(Stored entries)
▬▬▬▬▬▬

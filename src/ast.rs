//! Parsed-statement contract.
//!
//! The SQL lexer/parser lives outside this crate (see §1 of the design:
//! it is a named external collaborator, not a module this crate owns).
//! What *is* owned here is the shape of what the parser hands the
//! binder: a typed AST free of any name resolution, type information, or
//! aggregate/subquery validation. The binder (`crate::statement::binder`)
//! is the first stage that actually understands schemas.
//!
//! Test fixtures in this crate build these nodes by hand, standing in
//! for what a real parser would have produced from SQL text.

use crate::value::{AttrType, Value};

/// An expression as written by the user, before any binding.
#[derive(Debug, Clone, PartialEq)]
pub enum ExprSql {
    /// `*` or `t.*`.
    Star(Option<String>),
    /// `t.col` or bare `col`.
    Field(Option<String>, String),
    /// A literal.
    Value(Value),
    /// `CAST(expr AS kind)`.
    Cast(Box<ExprSql>, AttrType),
    Comparison(CompOpSql, Box<ExprSql>, Option<Box<ExprSql>>),
    Conjunction(ConjOpSql, Vec<ExprSql>),
    Arithmetic(ArithOpSql, Box<ExprSql>, Option<Box<ExprSql>>),
    /// `name(expr)`, e.g. `sum(a)` - the binder decides whether `name`
    /// is a known aggregate or a `SysFunc`.
    FuncCall(String, Vec<ExprSql>),
    /// A parenthesized scalar/row subquery, e.g. the RHS of `=` or `IN`.
    Subquery(Box<SelectSqlNode>),
    /// `(e1, e2, ...)` as the RHS of `IN`.
    List(Vec<ExprSql>),
}

#[derive(Debug, Clone, Copy, PartialEq, Eq)]
pub enum CompOpSql {
    Eq,
    Ne,
    Lt,
    Le,
    Gt,
    Ge,
    In,
    NotIn,
    Exists,
    NotExists,
    IsNull,
    IsNotNull,
}

#[derive(Debug, Clone, Copy, PartialEq, Eq)]
pub enum ConjOpSql {
    And,
    Or,
}

#[derive(Debug, Clone, Copy, PartialEq, Eq)]
pub enum ArithOpSql {
    Add,
    Sub,
    Mul,
    Div,
    Negate,
}

/// One relation in the FROM clause plus the joins chained onto it:
/// `base JOIN j1 ON c1 JOIN j2 ON c2`.
#[derive(Debug, Clone, PartialEq)]
pub struct FromGroupSql {
    pub base: RelationRefSql,
    pub joins: Vec<(RelationRefSql, ExprSql)>,
}

#[derive(Debug, Clone, PartialEq)]
pub struct RelationRefSql {
    pub name: String,
    pub alias: Option<String>,
}

#[derive(Debug, Clone, PartialEq)]
pub struct OrderByUnitSql {
    pub expr: ExprSql,
    pub asc: bool,
}

/// `SELECT proj FROM from_groups WHERE where GROUP BY .. HAVING .. ORDER BY ..`
#[derive(Debug, Clone, PartialEq)]
pub struct SelectSqlNode {
    pub projections: Vec<(ExprSql, Option<String>)>,
    pub from: Vec<FromGroupSql>,
    pub filter: Option<ExprSql>,
    pub group_by: Vec<ExprSql>,
    pub having: Option<ExprSql>,
    pub order_by: Vec<OrderByUnitSql>,
}

#[derive(Debug, Clone, PartialEq)]
pub struct InsertSqlNode {
    pub table: String,
    pub rows: Vec<Vec<Value>>,
}

#[derive(Debug, Clone, PartialEq)]
pub struct UpdateSqlNode {
    pub table: String,
    pub assignments: Vec<(String, ExprSql)>,
    pub filter: Option<ExprSql>,
}

#[derive(Debug, Clone, PartialEq)]
pub struct DeleteSqlNode {
    pub table: String,
    pub filter: Option<ExprSql>,
}

#[derive(Debug, Clone, PartialEq)]
pub struct CreateTableSqlNode {
    pub table: String,
    pub columns: Vec<(String, AttrType, usize, bool)>,
}

#[derive(Debug, Clone, PartialEq)]
pub struct CreateIndexSqlNode {
    pub index_name: String,
    pub table: String,
    pub field: String,
    pub unique: bool,
}

/// The parser's top-level output: one parsed statement, not yet bound.
#[derive(Debug, Clone, PartialEq)]
pub enum StatementSql {
    Select(SelectSqlNode),
    Insert(InsertSqlNode),
    Update(UpdateSqlNode),
    Delete(DeleteSqlNode),
    Explain(Box<StatementSql>),
    Calc(Vec<ExprSql>),
    CreateTable(CreateTableSqlNode),
    DropTable(String),
    CreateIndex(CreateIndexSqlNode),
    DropIndex { table: String, index_name: String },
}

▬▬▬▬▬▬

Set every entry down verbatim.

(Written response):
filename src/ast.rs
//! Parsed-statement contract.
//!
//! The SQL lexer/parser lives outside this crate (see §1 of the design:
//! it is a named external collaborator, not a module this crate owns).
//! What *is* owned here is the shape of what the parser hands the
//! binder: a typed AST free of any name resolution, type information, or
//! aggregate/subquery validation. The binder (`crate::statement::binder`)
//! is the first stage that actually understands schemas.
//!
//! Test fixtures in this crate build these nodes by hand, standing in
//! for what a real parser would have produced from SQL text.

use crate::value::{AttrType, Value};

/// An expression as written by the user, before any binding.
#[derive(Debug, Clone, PartialEq)]
pub enum ExprSql {
    /// `*` or `t.*`.
    Star(Option<String>),
    /// `t.col` or bare `col`.
    Field(Option<String>, String),
    /// A literal.
    Value(Value),
    /// `CAST(expr AS kind)`.
    Cast(Box<ExprSql>, AttrType),
    Comparison(CompOpSql, Box<ExprSql>, Option<Box<ExprSql>>),
    Conjunction(ConjOpSql, Vec<ExprSql>),
    Arithmetic(ArithOpSql, Box<ExprSql>, Option<Box<ExprSql>>),
    /// `name(expr)`, e.g. `sum(a)` - the binder decides whether `name`
    /// is a known aggregate or a `SysFunc`.
    FuncCall(String, Vec<ExprSql>),
    /// A parenthesized scalar/row subquery, e.g. the RHS of `=` or `IN`.
    Subquery(Box<SelectSqlNode>),
    /// `(e1, e2, ...)` as the RHS of `IN`.
    List(Vec<ExprSql>),
}

#[derive(Debug, Clone, Copy, PartialEq, Eq)]
pub enum CompOpSql {
    Eq,
    Ne,
    Lt,
    Le,
    Gt,
    Ge,
    In,
    NotIn,
    Exists,
    NotExists,
    IsNull,
    IsNotNull,
}

#[derive(Debug, Clone, Copy, PartialEq, Eq)]
pub enum ConjOpSql {
    And,
    Or,
}

#[derive(Debug, Clone, Copy, PartialEq, Eq)]
pub enum ArithOpSql {
    Add,
    Sub,
    Mul,
    Div,
    Negate,
}

/// One relation in the FROM clause plus the joins chained onto it:
/// `base JOIN j1 ON c1 JOIN j2 ON c2`.
#[derive(Debug, Clone, PartialEq)]
pub struct FromGroupSql {
    pub base: RelationRefSql,
    pub joins: Vec<(RelationRefSql, ExprSql)>,
}

#[derive(Debug, Clone, PartialEq)]
pub struct RelationRefSql {
    pub name: String,
    pub alias: Option<String>,
}

#[derive(Debug, Clone, PartialEq)]
pub struct OrderByUnitSql {
    pub expr: ExprSql,
    pub asc: bool,
}

/// `SELECT proj FROM from_groups WHERE where GROUP BY .. HAVING .. ORDER BY ..`
#[derive(Debug, Clone, PartialEq)]
pub struct SelectSqlNode {
    pub projections: Vec<(ExprSql, Option<String>)>,
    pub from: Vec<FromGroupSql>,
    pub filter: Option<ExprSql>,
    pub group_by: Vec<ExprSql>,
    pub having: Option<ExprSql>,
    pub order_by: Vec<OrderByUnitSql>,
}

#[derive(Debug, Clone, PartialEq)]
pub struct InsertSqlNode {
    pub table: String,
    pub rows: Vec<Vec<Value>>,
}

#[derive(Debug, Clone, PartialEq)]
pub struct UpdateSqlNode {
    pub table: String,
    pub assignments: Vec<(String, ExprSql)>,
    pub filter: Option<ExprSql>,
}

#[derive(Debug, Clone, PartialEq)]
pub struct DeleteSqlNode {
    pub table: String,
    pub filter: Option<ExprSql>,
}

#[derive(Debug, Clone, PartialEq)]
pub struct CreateTableSqlNode {
    pub table: String,
    pub columns: Vec<(String, AttrType, usize, bool)>,
}

#[derive(Debug, Clone, PartialEq)]
pub struct CreateIndexSqlNode {
    pub index_name: String,
    pub table: String,
    pub field: String,
    pub unique: bool,
}

/// The parser's top-level output: one parsed statement, not yet bound.
#[derive(Debug, Clone, PartialEq)]
pub enum StatementSql {
    Select(SelectSqlNode),
    Insert(InsertSqlNode),
    Update(UpdateSqlNode),
    Delete(DeleteSqlNode),
    Explain(Box<StatementSql>),
    Calc(Vec<ExprSql>),
    CreateTable(CreateTableSqlNode),
    DropTable(String),
    CreateIndex(CreateIndexSqlNode),
    DropIndex { table: String, index_name: String },
}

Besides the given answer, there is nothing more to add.